*** INPUT DATA ***

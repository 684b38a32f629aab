use enigo::Keyboard as _;
use enigo::Mouse as _;
use enigo::{Axis, Button as EButton, Coordinate, Direction, Enigo, InputError, Key, Settings};
use tracing::{info, trace};

use super::capability::InputCapability;
use crate::config::models::{MouseButton as CMouseButton, Rgb};
use crate::error::DispatchError;

/// Enigo-backed input capability with optional dry-run mode.
/// In dry-run mode, calls are only logged and no real input is simulated.
pub struct ActionExecutor {
    dry_run: bool,
    enigo: Option<Enigo>,
}

impl ActionExecutor {
    /// Create a new executor.
    /// - dry_run: when true, only logs instead of simulating real input.
    pub fn new(dry_run: bool) -> Self {
        Self {
            dry_run,
            enigo: None,
        }
    }

    /// Returns whether the executor is currently in dry-run mode.
    pub fn is_dry_run(&self) -> bool {
        self.dry_run
    }

    fn ensure_enigo(&mut self) -> Result<&mut Enigo, DispatchError> {
        let enigo = match self.enigo.take() {
            Some(enigo) => enigo,
            None => {
                trace!(target: "clicker::actions", "Initializing Enigo");
                Enigo::new(&Settings::default()).map_err(|e| {
                    DispatchError::Unavailable(format!("failed to initialize Enigo: {e}"))
                })?
            }
        };
        Ok(self.enigo.insert(enigo))
    }
}

impl InputCapability for ActionExecutor {
    fn click(
        &mut self,
        x: i32,
        y: i32,
        button: CMouseButton,
        double: bool,
    ) -> Result<(), DispatchError> {
        let count = if double { 2 } else { 1 };
        if self.dry_run {
            info!(target: "clicker::actions", x, y, %button, count, "DRY-RUN click");
            return Ok(());
        }
        let enigo = self.ensure_enigo()?;
        trace!(target: "clicker::actions", x, y, %button, count, "click");
        enigo
            .move_mouse(x, y, Coordinate::Abs)
            .map_err(input_failed("move_mouse"))?;
        let btn = map_mouse_button(button);
        for _ in 0..count {
            enigo
                .button(btn, Direction::Click)
                .map_err(input_failed("button"))?;
        }
        Ok(())
    }

    fn scroll(&mut self, x: i32, y: i32, amount: i32) -> Result<(), DispatchError> {
        if self.dry_run {
            info!(target: "clicker::actions", x, y, amount, "DRY-RUN scroll");
            return Ok(());
        }
        let enigo = self.ensure_enigo()?;
        trace!(target: "clicker::actions", x, y, amount, "scroll");
        enigo
            .move_mouse(x, y, Coordinate::Abs)
            .map_err(input_failed("move_mouse"))?;
        enigo
            .scroll(wheel_length(amount), Axis::Vertical)
            .map_err(input_failed("scroll"))
    }

    fn press_key(&mut self, name: &str) -> Result<(), DispatchError> {
        let key = parse_key(name)
            .ok_or_else(|| DispatchError::failed(format!("unknown key '{name}'")))?;
        if self.dry_run {
            info!(target: "clicker::actions", %name, ?key, "DRY-RUN press_key");
            return Ok(());
        }
        let enigo = self.ensure_enigo()?;
        trace!(target: "clicker::actions", %name, ?key, "press_key");
        enigo
            .key(key, Direction::Click)
            .map_err(input_failed("key"))
    }

    fn pixel_color_at(&mut self, x: i32, y: i32) -> Result<Rgb, DispatchError> {
        if self.dry_run {
            info!(target: "clicker::actions", x, y, "DRY-RUN pixel_color_at");
            return Ok(Rgb(0, 0, 0));
        }
        trace!(target: "clicker::actions", x, y, "pixel_color_at");
        screen::pixel_at(x, y)
    }

    fn cursor_position(&mut self) -> Result<(i32, i32), DispatchError> {
        if self.dry_run {
            info!(target: "clicker::actions", "DRY-RUN cursor_position");
            return Ok((0, 0));
        }
        let enigo = self.ensure_enigo()?;
        enigo.location().map_err(input_failed("location"))
    }

    fn sample_guard(&mut self, x: i32, y: i32, expected: Rgb) -> Result<Rgb, DispatchError> {
        if self.dry_run {
            info!(target: "clicker::actions", x, y, %expected, "DRY-RUN color check (assumed match)");
            return Ok(expected);
        }
        self.pixel_color_at(x, y)
    }
}

/// Enigo scrolls down for positive lengths; recorded amounts scroll up.
fn wheel_length(amount: i32) -> i32 {
    amount.saturating_neg()
}

fn input_failed(op: &'static str) -> impl FnOnce(InputError) -> DispatchError {
    move |e| DispatchError::failed(format!("{op}: {e}"))
}

fn map_mouse_button(btn: CMouseButton) -> EButton {
    match btn {
        CMouseButton::Left => EButton::Left,
        CMouseButton::Middle => EButton::Middle,
        CMouseButton::Right => EButton::Right,
    }
}

/// Resolve a key name ("enter", "page_down", "f5", "ctrl") or a single
/// character to an Enigo key. Names are case-insensitive.
pub fn parse_key(name: &str) -> Option<Key> {
    let mut chars = name.chars();
    if let (Some(c), None) = (chars.next(), chars.next()) {
        return Some(Key::Unicode(c));
    }

    let lower = name.trim().to_ascii_lowercase();
    let key = match lower.as_str() {
        "enter" | "return" => Key::Return,
        "space" => Key::Space,
        "tab" => Key::Tab,
        "esc" | "escape" => Key::Escape,
        "backspace" => Key::Backspace,
        "delete" | "del" => Key::Delete,
        "home" => Key::Home,
        "end" => Key::End,
        "page_up" | "pageup" => Key::PageUp,
        "page_down" | "pagedown" => Key::PageDown,
        "up" => Key::UpArrow,
        "down" => Key::DownArrow,
        "left" => Key::LeftArrow,
        "right" => Key::RightArrow,
        "shift" => Key::Shift,
        "ctrl" | "control" => Key::Control,
        "alt" => Key::Alt,
        "cmd" | "meta" | "super" | "win" => Key::Meta,
        "caps_lock" | "capslock" => Key::CapsLock,
        "f1" => Key::F1,
        "f2" => Key::F2,
        "f3" => Key::F3,
        "f4" => Key::F4,
        "f5" => Key::F5,
        "f6" => Key::F6,
        "f7" => Key::F7,
        "f8" => Key::F8,
        "f9" => Key::F9,
        "f10" => Key::F10,
        "f11" => Key::F11,
        "f12" => Key::F12,
        _ => return None,
    };
    Some(key)
}

#[cfg(feature = "screen")]
mod screen {
    use xcap::Monitor;

    use crate::config::Rgb;
    use crate::error::DispatchError;

    /// Capture the monitor under `(x, y)` and read one pixel from it.
    pub(super) fn pixel_at(x: i32, y: i32) -> Result<Rgb, DispatchError> {
        let capture = |e: xcap::XCapError| DispatchError::failed(format!("screen capture: {e}"));

        let monitor = Monitor::from_point(x, y).map_err(capture)?;
        let origin_x = monitor.x().map_err(capture)?;
        let origin_y = monitor.y().map_err(capture)?;
        let image = monitor.capture_image().map_err(capture)?;

        let out_of_bounds = || DispatchError::failed(format!("({x}, {y}) is outside the screen"));
        let local_x = u32::try_from(x - origin_x).map_err(|_| out_of_bounds())?;
        let local_y = u32::try_from(y - origin_y).map_err(|_| out_of_bounds())?;
        let pixel = image
            .get_pixel_checked(local_x, local_y)
            .ok_or_else(out_of_bounds)?;
        Ok(Rgb(pixel[0], pixel[1], pixel[2]))
    }
}

#[cfg(not(feature = "screen"))]
mod screen {
    use tracing::warn;

    use crate::config::Rgb;
    use crate::error::DispatchError;

    pub(super) fn pixel_at(x: i32, y: i32) -> Result<Rgb, DispatchError> {
        warn!(
            target: "clicker::actions",
            x, y,
            "pixel sampling needs the `screen` feature; color checks cannot be evaluated"
        );
        Err(DispatchError::Unsupported("pixel sampling"))
    }
}

#[cfg(test)]
mod tests {
    use super::*;

    #[test]
    fn parse_named_and_single_char_keys() {
        assert_eq!(parse_key("a"), Some(Key::Unicode('a')));
        assert_eq!(parse_key("A"), Some(Key::Unicode('A')));
        assert_eq!(parse_key("Enter"), Some(Key::Return));
        assert_eq!(parse_key("page_down"), Some(Key::PageDown));
        assert_eq!(parse_key("F5"), Some(Key::F5));
        assert_eq!(parse_key("esc"), Some(Key::Escape));
        assert_eq!(parse_key("hyperdrive"), None);
    }

    #[test]
    fn wheel_length_flips_sign_without_overflow() {
        assert_eq!(wheel_length(3), -3);
        assert_eq!(wheel_length(-2), 2);
        assert_eq!(wheel_length(i32::MIN), i32::MAX);
    }

    #[test]
    fn dry_run_never_touches_enigo() {
        let mut exec = ActionExecutor::new(true);
        assert!(exec.is_dry_run());
        exec.click(10, 10, CMouseButton::Left, true).unwrap();
        exec.scroll(1, 2, -3).unwrap();
        exec.press_key("enter").unwrap();
        assert_eq!(exec.cursor_position().unwrap(), (0, 0));
        assert!(exec.enigo.is_none());
    }

    #[test]
    fn dry_run_assumes_color_checks_pass() {
        let mut exec = ActionExecutor::new(true);
        assert_eq!(exec.sample_guard(5, 5, Rgb(1, 2, 3)).unwrap(), Rgb(1, 2, 3));
    }

    #[test]
    fn unknown_key_fails_even_in_dry_run() {
        let mut exec = ActionExecutor::new(true);
        let err = exec.press_key("hyperdrive").unwrap_err();
        assert!(matches!(err, DispatchError::Failed(_)));
    }

    #[cfg(not(feature = "screen"))]
    #[test]
    fn pixel_sampling_unsupported_without_feature() {
        let mut exec = ActionExecutor::new(false);
        assert_eq!(
            exec.pixel_color_at(0, 0),
            Err(DispatchError::Unsupported("pixel sampling"))
        );
    }
}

*** End of INPUT DATA ***

> _EXERCISE_: Go over the data and return every line that includes the word "clicker".

> _RESPONSE TO THE TASK_:
                trace!(target: "clicker::actions", "Initializing Enigo");
            info!(target: "clicker::actions", x, y, %button, count, "DRY-RUN click");
        trace!(target: "clicker::actions", x, y, %button, count, "click");
            info!(target: "clicker::actions", x, y, amount, "DRY-RUN scroll");
        trace!(target: "clicker::actions", x, y, amount, "scroll");
            info!(target: "clicker::actions", %name, ?key, "DRY-RUN press_key");
        trace!(target: "clicker::actions", %name, ?key, "press_key");
            info!(target: "clicker::actions", x, y, "DRY-RUN pixel_color_at");
        trace!(target: "clicker::actions", x, y, "pixel_color_at");
            info!(target: "clicker::actions", "DRY-RUN cursor_position");
            info!(target: "clicker::actions", x, y, %expected, "DRY-RUN color check (assumed match)");
            target: "clicker::actions",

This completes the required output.